Quit à remettre en question un système créé par une industrie dans le seul but d'imposer des standards et de faire de l'argent avec, passons-nous du système. Le disque n'a plus de sens, de même qu'un enregistrement, qui n'est, parce qu'il demande des moyens pour le réaliser mais aussi pour l'écouter, et aujourd'hui pour y avoir accés, qu'un moyen de discriminer, de classer et d'isoler.
Moi aussi je pousse l'argument à l'extrème
Pire, j'ai commencé avec deux platines K7, deux Akai avec une pause mécanique hyper précise, et j'ai réalisé 8 morceaux par superposition des pistes en enregistrant la première piste sur la première K7, puis en jouant ce premier enregistrement et en y ajoutant la seconde piste et en enregistrant le tout sur la deuxième platine K7 et ainsi de suite. Bon évidemment quand je foirai une piste, je pouvais jeter tout le travail fait avant et recommencer. C'était à la fois stressant et trés intéressant. Et le son final ressemblait à un mur dont les couleurs sont usées avec le temps, la copie d'une copie d'une copie en analogique dégradant le son. Mais j'ai obtenu des choses sonores émouvantes avec cette façon de faire.
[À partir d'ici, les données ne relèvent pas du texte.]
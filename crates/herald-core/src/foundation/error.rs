//! Error types reported by external collaborators.
//!
//! Pipeline-level errors (dispatch, registration, resolution) are defined in
//! `herald-framework`.

use thiserror::Error;

// =============================================================================
// Lookup Errors
// =============================================================================

/// Errors returned by an [`EntityLookup`](crate::EntityLookup) implementation.
///
/// "Not found" is not an error: lookups return `Ok(None)` for that.
#[derive(Debug, Clone, Error)]
pub enum LookupError {
    /// The guild is unknown to the platform client.
    #[error("guild '{0}' is not available")]
    GuildUnavailable(String),

    /// The platform rejected or failed the query.
    #[error("lookup failed: {0}")]
    Backend(String),
}

impl LookupError {
    /// Creates a backend error.
    pub fn backend(msg: impl Into<String>) -> Self {
        Self::Backend(msg.into())
    }
}

// =============================================================================
// Settings Errors
// =============================================================================

/// Errors returned by a [`SettingStore`](crate::SettingStore).
#[derive(Debug, Clone, Error)]
pub enum SettingsError {
    /// The storage backend failed.
    #[error("settings storage error: {0}")]
    Storage(String),

    /// A stored value did not have the expected shape.
    #[error("setting '{key}' has an unexpected format: {reason}")]
    Malformed {
        /// The setting key.
        key: String,
        /// Why the value could not be used.
        reason: String,
    },
}

impl SettingsError {
    /// Creates a malformed-value error.
    pub fn malformed(key: impl Into<String>, reason: impl Into<String>) -> Self {
        Self::Malformed {
            key: key.into(),
            reason: reason.into(),
        }
    }
}

// =============================================================================
// Responder Errors
// =============================================================================

/// Errors returned when a reply could not be delivered.
#[derive(Debug, Clone, Error)]
pub enum ResponderError {
    /// The channel no longer exists or is not writable.
    #[error("channel '{0}' is not writable")]
    ChannelUnavailable(String),

    /// Delivery failed.
    #[error("failed to send reply: {0}")]
    SendFailed(String),
}

// =============================================================================
// Result Type Aliases
// =============================================================================

/// Result type for lookup operations.
pub type LookupResult<T> = Result<T, LookupError>;

/// Result type for settings operations.
pub type SettingsResult<T> = Result<T, SettingsError>;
Sans compter que je devait me creuser la tête à cause des restrictions techniques.Dana a écrit :autre remarque : chacun d'entre nous, j'imagine, enfin les plus de 40 ans Sourire a commencé avec un petit magnéto enregistreur stéréo bien pourrave. bon. je me disais, c'est pas évident maintenant avec les ordis pas chers et le home studio à moins de x euros de faire du son vraiment pourrave.